*** DATA RECORDS Section Begins ***

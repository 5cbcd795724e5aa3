//! 资源监管: doctor resources and patient analysis, one tab each.

use ratatui::{
    layout::{Constraint, Direction, Layout, Rect},
    style::{Color, Style},
    text::{Line, Span},
    widgets::{Paragraph, Row, Table, Tabs},
    Frame,
};

use supervisor_contracts::{
    records::PatientStatus,
    view::ResourceTab,
};
use supervisor_core::format::{percent_of, truncate};
use supervisor_mock::resources;

use super::widgets::{highlight, muted, panel_block, ranking_lines, render_kpi_row, row_style, strong};
use crate::app::App;

pub fn render(f: &mut Frame, area: Rect, app: &App) {
    let rows = Layout::default()
        .direction(Direction::Vertical)
        .constraints([
            Constraint::Length(1),
            Constraint::Length(4),
            Constraint::Min(6),
        ])
        .split(area);

    let tab = app.state.resource_tab();
    render_tabs(f, rows[0], tab);

    match tab {
        ResourceTab::Doctor => {
            render_kpi_row(f, rows[1], &resources::doctor_kpis());
            render_doctors(f, rows[2], app.state.cursor());
        }
        ResourceTab::Patient => {
            render_kpi_row(f, rows[1], &resources::patient_kpis());
            render_patients(f, rows[2], app.state.cursor());
        }
    }
}

fn render_tabs(f: &mut Frame, area: Rect, tab: ResourceTab) {
    let all = [ResourceTab::Doctor, ResourceTab::Patient];
    let tabs = Tabs::new(all.iter().map(|t| t.label()))
        .select(all.iter().position(|t| *t == tab).unwrap_or(0))
        .style(muted())
        .highlight_style(highlight());
    f.render_widget(tabs, area);
}

fn render_doctors(f: &mut Frame, area: Rect, cursor: usize) {
    let cols = Layout::default()
        .direction(Direction::Horizontal)
        .constraints([Constraint::Percentage(40), Constraint::Percentage(60)])
        .split(area);

    let titles = resources::title_distribution();
    let total: u64 = titles.iter().map(|t| t.value).sum();
    let mut lines = ranking_lines(&titles, resources::TITLE_BAR_MAX, 14);
    lines.push(Line::from(""));
    lines.extend(titles.iter().map(|t| {
        Line::from(Span::styled(
            format!("  {} 占比 {}%", t.name, percent_of(t.value, total)),
            muted(),
        ))
    }));
    f.render_widget(
        Paragraph::new(lines).block(panel_block("职称分布")),
        cols[0],
    );

    let header = Row::new(["姓名", "职称", "科室", "服务量", "评分", "状态"]).style(strong());
    let rows: Vec<Row> = resources::doctors()
        .into_iter()
        .enumerate()
        .map(|(i, d)| {
            Row::new([
                d.name,
                d.title,
                d.dept,
                d.volume.to_string(),
                format!("{:.1}", d.score),
                d.status,
            ])
            .style(row_style(i == cursor))
        })
        .collect();
    let table = Table::new(
        rows,
        [
            Constraint::Length(6),
            Constraint::Length(10),
            Constraint::Length(10),
            Constraint::Length(7),
            Constraint::Length(5),
            Constraint::Min(4),
        ],
    )
    .header(header)
    .block(panel_block("医生列表 (Enter 查看资质)"));
    f.render_widget(table, cols[1]);
}

/// Hospital names longer than this are cut in the patient table.
const HOSPITAL_CHARS: usize = 8;

fn status_style(status: PatientStatus) -> Style {
    match status {
        PatientStatus::Completed => Style::default().fg(Color::Green),
        PatientStatus::InProgress => Style::default().fg(Color::Blue),
        PatientStatus::AwaitingPayment => Style::default().fg(Color::Yellow),
        PatientStatus::Cancelled => muted(),
    }
}

fn render_patients(f: &mut Frame, area: Rect, cursor: usize) {
    let header = Row::new(["患者", "性别/年龄", "诊断", "医院 · 科室", "服务类型", "时间", "状态"])
        .style(strong());
    let rows: Vec<Row> = resources::patients()
        .into_iter()
        .enumerate()
        .map(|(i, p)| {
            let selected = i == cursor;
            let status = Span::styled(
                p.status.label(),
                if selected { highlight() } else { status_style(p.status) },
            );
            Row::new(vec![
                Line::from(p.name),
                Line::from(format!("{} {}岁", p.gender.label(), p.age)),
                Line::from(p.diagnosis),
                Line::from(format!("{} · {}", truncate(&p.hospital, HOSPITAL_CHARS), p.dept)),
                Line::from(p.service_type),
                Line::from(p.date),
                Line::from(status),
            ])
            .style(row_style(selected))
        })
        .collect();
    let table = Table::new(
        rows,
        [
            Constraint::Length(8),
            Constraint::Length(10),
            Constraint::Length(14),
            Constraint::Min(20),
            Constraint::Length(10),
            Constraint::Length(12),
            Constraint::Length(8),
        ],
    )
    .header(header)
    .block(panel_block("近期服务患者"));
    f.render_widget(table, area);
}
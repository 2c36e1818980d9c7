//! Application configuration.

use clap::Parser;
use relay_gate::GateConfig;
use thiserror::Error;

/// Signal Relay CLI.
#[derive(Parser, Debug)]
#[command(name = "signal-relay")]
#[command(about = "Trading alert webhook relay", long_about = None)]
pub struct Args {
    /// Port to listen on
    #[arg(short, long, default_value_t = 8000)]
    pub port: u16,

    /// Minimum seconds between new alerts for the same pair
    #[arg(long, default_value_t = 900)]
    pub min_interval_secs: u64,

    /// Rolling window in seconds for the per-pair emission count
    #[arg(long, default_value_t = 3600)]
    pub window_secs: u64,

    /// Maximum admitted alerts per pair per window (0 = unlimited)
    #[arg(long, default_value_t = 0)]
    pub max_per_window: u32,

    /// Log level: trace, debug, info, warn, error
    #[arg(short, long, default_value = "info")]
    pub log_level: String,

    /// Log admitted alerts without sending them to Telegram
    #[arg(long, default_value_t = false)]
    pub dry_run: bool,
}

impl Args {
    pub fn gate_config(&self) -> GateConfig {
        GateConfig {
            min_interval: chrono::Duration::seconds(self.min_interval_secs as i64),
            window: chrono::Duration::seconds(self.window_secs as i64),
            max_per_window: (self.max_per_window > 0).then_some(self.max_per_window),
        }
    }
}

#[derive(Debug, Error)]
pub enum ConfigError {
    #[error("missing required environment variable {0}")]
    MissingEnv(&'static str),
}

/// Telegram credentials.
#[derive(Debug, Clone)]
pub struct TelegramSettings {
    pub bot_token: String,
    pub chat_id: String,
}

/// Secrets read from the environment (.env supported).
#[derive(Debug, Clone)]
pub struct Secrets {
    /// Shared secret checked on every webhook request.
    pub webhook_secret: String,
    /// Absent in dry-run mode.
    pub telegram: Option<TelegramSettings>,
}

impl Secrets {
    pub fn from_env(dry_run: bool) -> Result<Self, ConfigError> {
        let webhook_secret = require_env("WEBHOOK_SECRET")?;
        let telegram = if dry_run {
            None
        } else {
            Some(TelegramSettings {
                bot_token: require_env("TELEGRAM_BOT_TOKEN")?,
                chat_id: require_env("TELEGRAM_CHAT_ID")?,
            })
        };
        Ok(Self {
            webhook_secret,
            telegram,
        })
    }
}

fn require_env(name: &'static str) -> Result<String, ConfigError> {
    match std::env::var(name) {
        Ok(value) if !value.trim().is_empty() => Ok(value),
        _ => Err(ConfigError::MissingEnv(name)),
    }
}

#[cfg(test)]
mod tests {
    use super::*;
    use pretty_assertions::assert_eq;

    #[test]
    fn test_default_args() {
        let args = Args::parse_from(["signal-relay"]);
        assert_eq!(args.port, 8000);
        assert_eq!(args.min_interval_secs, 900);
        assert_eq!(args.max_per_window, 0);
        assert!(!args.dry_run);
    }

    #[test]
    fn test_gate_config_conversion() {
        let args = Args::parse_from([
            "signal-relay",
            "--min-interval-secs",
            "120",
            "--max-per-window",
            "4",
        ]);
        let config = args.gate_config();
        assert_eq!(config.min_interval, chrono::Duration::seconds(120));
        assert_eq!(config.max_per_window, Some(4));
    }

    #[test]
    fn test_zero_cap_disables_window_limit() {
        let args = Args::parse_from(["signal-relay"]);
        assert_eq!(args.gate_config().max_per_window, None);
    }
}
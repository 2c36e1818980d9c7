//! Shared application state.

use relay_alerts::NotifierHandle;
use relay_gate::SignalGate;
use std::sync::atomic::AtomicU64;
use std::sync::Arc;

/// Request counters exposed on /stats.
#[derive(Debug, Default)]
pub struct Counters {
    pub received: AtomicU64,
    pub admitted: AtomicU64,
    pub suppressed: AtomicU64,
    pub rejected: AtomicU64,
}

/// State shared across request handlers.
pub struct AppState {
    pub gate: SignalGate,
    /// `None` in dry-run mode: admitted alerts are logged, not delivered.
    pub notifier: Option<NotifierHandle>,
    pub webhook_secret: String,
    pub counters: Counters,
}

pub type SharedState = Arc<AppState>;

/// Create the shared application state.
pub fn create_state(
    gate: SignalGate,
    notifier: Option<NotifierHandle>,
    webhook_secret: String,
) -> SharedState {
    Arc::new(AppState {
        gate,
        notifier,
        webhook_secret,
        counters: Counters::default(),
    })
}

*** DATA RECORDS Section Ends ***

__WHAT YOU NEED TO DO__. Filter the entries down to the lines holding the string "styled". Copy each of those lines.

__EXERCISE ANSWER__.
        Line::from(Span::styled(
            let status = Span::styled(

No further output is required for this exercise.